__Task requirements__.
Take the lines below between the one holding "#[arg(long)]" and the one holding "fn main() ->", inclusive, and copy them exactly. Add nothing.

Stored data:
-- -- --

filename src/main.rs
use std::path::PathBuf;
use std::time::Duration;

use anyhow::{bail, Context, Result};
use clap::Parser;
use tracing_subscriber::EnvFilter;

use topicflow::duration::{format_duration, parse_duration};
use topicflow::{render_text, watch, Deployment, GraphConfig, Output};
use topicflow_broker::{AgentFactory, Broker};

#[derive(Parser, Debug)]
#[command(name = "topicflow")]
#[command(about = "Deploy a graph of numeric agents and inspect the resulting topic graph")]
struct Args {
    /// Path to the graph description (TOML, YAML or JSON)
    #[arg(short, long, default_value = "graph.toml")]
    config: PathBuf,

    /// Publish a value after loading (repeatable), e.g. --publish A=3.0
    #[arg(short, long = "publish", value_name = "TOPIC=VALUE", value_parser = parse_assignment)]
    publish: Vec<(String, String)>,

    /// How long to let published values cascade (e.g. "200ms", "1s")
    #[arg(long, default_value = "200ms")]
    settle: String,

    /// Export the graph to a JSON file and exit
    #[arg(short, long, conflicts_with = "watch")]
    export: Option<PathBuf>,

    /// Re-print the graph until interrupted
    #[arg(short, long)]
    watch: bool,

    /// Refresh interval for --watch (e.g. "1s", "500ms")
    #[arg(short, long, default_value = "1s")]
    refresh: String,

    /// Exit with an error if the graph contains a cycle
    #[arg(long)]
    fail_on_cycle: bool,
}

fn parse_assignment(s: &str) -> Result<(String, String), String> {
    match s.split_once('=') {
        Some((topic, value)) if !topic.trim().is_empty() => {
            Ok((topic.trim().to_string(), value.trim().to_string()))
        }
        _ => Err(format!("expected TOPIC=VALUE, got {:?}", s)),
    }
}

fn main() -> Result<()> {
    let args = Args::parse();

    tracing_subscriber::fmt()
        .with_env_filter(
            EnvFilter::try_from_default_env()
                .unwrap_or_else(|_| EnvFilter::new("topicflow=info,topicflow_broker=info")),
        )
        .with_writer(std::io::stderr)
        .init();

    let settle = parse_duration(&args.settle).context("Invalid --settle")?;
    let refresh = parse_duration(&args.refresh).context("Invalid --refresh")?;

    let config = GraphConfig::load(&args.config)
        .with_context(|| format!("Failed to load {}", args.config.display()))?;

    let broker = Broker::new();
    let factory = AgentFactory::default();
    let mut deployment = Deployment::load(&broker, &config, &factory)?;

    for (topic, value) in &args.publish {
        tracing::debug!(topic = %topic, value = %value, "publishing");
        broker.publish(topic, value.as_str());
    }
    if !args.publish.is_empty() {
        std::thread::sleep(settle);
    }

    let rt = tokio::runtime::Runtime::new()?;
    let graph = broker.graph();
    let cyclic = graph.has_cycles();

    if let Some(export_path) = args.export {
        rt.block_on(Output::file(&export_path).emit(&graph))
            .with_context(|| format!("Failed to write {}", export_path.display()))?;
        println!("Exported graph to: {}", export_path.display());
    } else if args.watch {
        run_watch(&rt, &broker, refresh)?;
    } else {
        print!("{}", render_text(&graph));
    }

    deployment.shutdown();

    if args.fail_on_cycle && cyclic {
        bail!("Graph contains a cycle");
    }
    Ok(())
}

/// Print the graph every `refresh` until Ctrl-C
fn run_watch(rt: &tokio::runtime::Runtime, broker: &Broker, refresh: Duration) -> Result<()> {
    tracing::info!(refresh = %format_duration(refresh), "watching graph, Ctrl-C to stop");
    rt.block_on(async {
        let handle = watch(broker.clone(), vec![Output::Stdout], refresh);
        tokio::signal::ctrl_c().await?;
        handle.stop().await;
        Ok::<_, anyhow::Error>(())
    })
}
//! Candidate evaluation scoring, intake, and multi-round aggregation.
//!
//! `scoring` is pure and stateless: family weight/threshold tables, the ordered red-flag
//! rules, the percent scorer, and the recommendation decider. The service and router layer
//! it over a repository seam so callers can persist evaluations however they like.

pub mod domain;
pub mod history;
pub mod repository;
pub mod router;
pub mod scoring;
pub mod service;

#[cfg(test)]
mod tests;

pub use domain::{
    CandidateId, EvaluationKey, EvaluationRecord, EvaluationSubmission, InterviewerId, JobFamily,
    RoundId, ScoreSet,
};
pub use history::{import_history, import_history_from_path, ImportError};
pub use repository::{CandidateDirectory, EvaluationQuery, EvaluationRepository, RepositoryError};
pub use router::{evaluation_router, scoring_router};
pub use scoring::{
    compute_aggregate, compute_evaluation, AggregateResult, EvaluationResult,
    HistoricalEvaluation, Recommendation, RedFlag, ScoringEngine,
};
pub use service::{
    CandidateAggregate, EvaluationService, EvaluationServiceError, SubmissionReceipt,
};
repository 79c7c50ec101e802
mod common;
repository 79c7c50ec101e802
pub mod config;
pub mod error;
pub mod telemetry;
pub mod workflows;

-- -- --

__Response to the exercise__.
    #[arg(long)]
    fail_on_cycle: bool,
}

fn parse_assignment(s: &str) -> Result<(String, String), String> {
    match s.split_once('=') {
        Some((topic, value)) if !topic.trim().is_empty() => {
            Ok((topic.trim().to_string(), value.trim().to_string()))
        }
        _ => Err(format!("expected TOPIC=VALUE, got {:?}", s)),
    }
}

fn main() -> Result<()> {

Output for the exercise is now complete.